In our present and recently pandemic times, tweeting the above quote would be liable to get one labeled as a dangerous right-wing crank by many, especially by public health professionals. Even from a right-of-center perspective, I think Postman's dismissal of the possibility of consilience among the natural and social sciences is flippant and unwise. The application of the scientific method to social and human questions isn't necessarily a problem. In fact, there are growing and exciting fields of research at the boundaries of biological, psychological, and social science right now (e.g. sociogenomics). Problems arise when strong conclusions are drawn from poorly designed studies, limited sets of data, flimsy analyses, and fallacious statistical practices. It is this lack of rigor and epistemic humility underlying many technocratic governing decisions that contribute to political calamity and profligacy not the application of science to social problems. Nonetheless, I am sympathetic to parts of Postman's critique. Some technocratic failures also arise from ignorance of traditional and aesthetic profundity, especially the kind provided by the Western canon of philosophy and literature.
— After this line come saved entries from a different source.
//! Supervisor service
//!
//! The public face of the crate: create a task bound to a worker, read its
//! status, stop it. Creation returns as soon as the record exists and the
//! runner is spawned; worker reachability never affects it.

use std::sync::Arc;

use tracing::{debug, info, warn};

use crate::error::{Error, Result};
use crate::snapshot::{NodeRecords, SnapshotStore};
use crate::worker::{WorkerClient, WorkerEndpoint};

use super::{MergeReport, NewTask, RunnerConfig, TaskRecord, TaskRegistry, TaskRunner};

/// Arguments of a create call
#[derive(Debug, Clone, Default)]
pub struct CreateTaskRequest {
    pub task_type_name: String,
    pub task_id: String,
    pub node_id: String,
    pub task_name: String,
    pub priority: String,
    /// `host:port` or base URL of the worker that executes the task
    pub worker_address: String,
    pub task_type: Option<String>,
}

/// Owns the registry and spawns one runner per created task
pub struct Supervisor {
    config: RunnerConfig,
    scheme: String,
    registry: Arc<TaskRegistry>,
    client: Arc<dyn WorkerClient>,
    store: Option<Arc<SnapshotStore>>,
}

impl Supervisor {
    pub fn new(config: RunnerConfig, scheme: impl Into<String>, client: Arc<dyn WorkerClient>) -> Self {
        Self {
            config,
            scheme: scheme.into(),
            registry: Arc::new(TaskRegistry::new()),
            client,
            store: None,
        }
    }

    /// Persist the registry after every state change
    pub fn with_snapshot_store(mut self, store: Arc<SnapshotStore>) -> Self {
        self.store = Some(store);
        self
    }

    pub fn registry(&self) -> &Arc<TaskRegistry> {
        &self.registry
    }

    // ─────────────────────────────────────────────────────────────
    // Operations
    // ─────────────────────────────────────────────────────────────

    /// Create a task and start driving it against its worker
    pub async fn create_task(&self, request: CreateTaskRequest) -> Result<TaskRecord> {
        let endpoint = WorkerEndpoint::parse(&request.worker_address, &self.scheme)?;

        let handle = self.registry.create(
            &request.task_id,
            &request.node_id,
            NewTask {
                task_name: request.task_name,
                task_type: request.task_type,
                task_type_name: request.task_type_name.clone(),
                task_priority: request.priority.clone(),
                task_destination: Some(request.worker_address),
                task_total: self.config.step_budget,
            },
        )?;

        let runner = TaskRunner::new(
            self.config.clone(),
            self.registry.clone(),
            self.client.clone(),
            endpoint,
            handle.task_id.clone(),
            handle.node_id.clone(),
            request.priority,
            request.task_type_name,
            handle.cancel.clone(),
        )
        .with_snapshot_store(self.store.clone());

        let join = tokio::spawn(async move {
            let outcome = runner.run().await;
            debug!(outcome = ?outcome, "Runner exited");
        });
        self.registry
            .attach_runner(&handle.task_id, &handle.node_id, join);

        info!(task_id = %handle.task_id, node_id = %handle.node_id, "Task created");
        self.persist().await;

        self.registry
            .get_node(&handle.task_id, &handle.node_id)
            .ok_or_else(|| Error::task_not_found(&handle.task_id))
    }

    /// All node records of a task
    pub fn get_status(&self, task_id: &str) -> Result<NodeRecords> {
        self.registry.get(task_id)
    }

    /// Stop every node of a task. Returns how many records were flipped.
    pub async fn stop_task(&self, task_id: &str) -> Result<usize> {
        let stopped = self.registry.request_stop(task_id)?;
        info!(task_id = %task_id, stopped, "Stop requested");
        self.persist().await;
        Ok(stopped)
    }

    /// Merge persisted records into the live registry.
    ///
    /// An unreadable snapshot is logged and leaves the registry untouched.
    pub fn merge_snapshot(&self, store: &SnapshotStore) -> MergeReport {
        match store.load() {
            Ok(snapshot) => {
                let report = self.registry.merge_from_snapshot(snapshot);
                info!(
                    path = %store.path().display(),
                    inserted = report.inserted,
                    overwritten = report.overwritten,
                    "Snapshot merged"
                );
                report
            }
            Err(e) => {
                warn!(error = %e.format_for_log(), "Ignoring unreadable snapshot");
                MergeReport::default()
            }
        }
    }

    /// Wait until every runner of a task has exited, then return its records
    pub async fn wait_for(&self, task_id: &str) -> Result<NodeRecords> {
        for join in self.registry.take_runners(task_id)? {
            if let Err(e) = join.await {
                if !e.is_cancelled() {
                    warn!(task_id = %task_id, error = %e, "Runner panicked");
                }
            }
        }
        self.registry.get(task_id)
    }

    /// Abort every runner and write a final snapshot
    pub async fn shutdown(&self) {
        let aborted = self.registry.abort_all();
        if aborted > 0 {
            info!(aborted, "Aborted running tasks");
        }
        self.persist().await;
    }

    async fn persist(&self) {
        let Some(store) = self.store.clone() else {
            return;
        };
        let registry = self.registry.clone();
        if let Err(e) = store.save_with(move || registry.snapshot()).await {
            warn!(error = %e.format_for_log(), "Failed to persist task snapshot");
        }
    }
}

// ─────────────────────────────────────────────────────────────────
// Tests
// ─────────────────────────────────────────────────────────────────
//! Directory service pass-through
//!
//! Registers or unregisters this node's token with the external directory:
//! `GET <directory>/register/{token}` and `GET <directory>/unregister/{token}`.
//! Task supervision never depends on these calls.

use std::time::Duration;

use anyhow::{bail, Context};
use tracing::{debug, info};
use url::Url;

use crate::config::DirectorySettings;
use crate::error::{Error, Result};

/// Client for the directory service
#[derive(Debug, Clone)]
pub struct DirectoryClient {
    base: Url,
    client: reqwest::Client,
}

impl DirectoryClient {
    pub fn new(settings: &DirectorySettings) -> Result<Self> {
        let base = Url::parse(&settings.url).map_err(|e| Error::ConfigValidation {
            message: format!("Invalid directory URL '{}': {}", settings.url, e),
            field: Some("directory.url".to_string()),
        })?;
        let client = reqwest::Client::builder()
            .timeout(Duration::from_millis(settings.timeout_ms))
            .build()
            .map_err(|e| Error::Internal(format!("Failed to build HTTP client: {}", e)))?;
        Ok(Self { base, client })
    }

    /// Register `token`; returns the directory's response body
    pub async fn register(&self, token: &str) -> Result<String> {
        self.call("register", token).await
    }

    /// Unregister `token`; returns the directory's response body
    pub async fn unregister(&self, token: &str) -> Result<String> {
        self.call("unregister", token).await
    }

    async fn call(&self, operation: &str, token: &str) -> Result<String> {
        let body = self
            .request(operation, token)
            .await
            .map_err(|e| Error::DirectoryFailed {
                operation: operation.to_string(),
                message: format!("{:#}", e),
            })?;
        info!(operation, "Directory call succeeded");
        Ok(body)
    }

    async fn request(&self, operation: &str, token: &str) -> anyhow::Result<String> {
        if token.trim().is_empty() {
            bail!("token is empty");
        }

        let mut url = self.base.clone();
        url.path_segments_mut()
            .map_err(|_| anyhow::anyhow!("{} cannot be a base URL", self.base))?
            .pop_if_empty()
            .extend(&[operation, token]);
        debug!(url = %url, "Calling directory service");

        let resp = self
            .client
            .get(url)
            .send()
            .await
            .context("Failed to connect to directory service")?;

        let status = resp.status();
        let body = resp.text().await.unwrap_or_default();
        if !status.is_success() {
            bail!("GET /{}/<token> failed ({}): {}", operation, status, body);
        }
        Ok(body)
    }
}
Postman relishes pointing this fact out, delving deep into important human lessons drawn from great literature. These asides are some of the best content the book has to offer.
It is unfortunate that Postman is not around today to comment on our current affairs. I’m sure he’d be horrified for many reasons, and I’m sure I’d find many of his ideas misguided or plainly incorrect. However, I’d be interested to see his analysis of some of the success stories of technocratic rule. For instance, what would Postman say about Bernanke’s handling of the 2008 credit crisis or Cass Sunstein and Richard Thaler’s "Nudge" approach (and behavioral economics generally)? Although neither example is above critique, both can reasonably be cited as success stories for technocracy. But taking the most capacious and favorable view of Postman’s claim, it in some sense must be true. There are plenty of civilizational, social, psychological, behavioral, and artistic questions that cannot be resolved definitively by science, innovation, technology, or technocracy. Most of these are eternal questions that will never and can never be answered though, and thus it would be wise for science to cede them to the humanities.
Neil Postman's Technopoly is a demure polemic about the cultural perils attendant to technology itself and the reliance technocratic solutions to human problems. Postman's thesis makes him both a bit of a crank and a prophet, who is likely to appear all around prickly to contemporary "very online" audiences. Despite this, I think Technopoly is eminently readable and engaging. It it an intellectual stretching of sorts and a necessary reminder to not thoughtless default to the easy solutions proffered by tech. I hope that Technopoly makes it onto the syllabi of many high school and college courses just like Amusing Ourselves to Death has.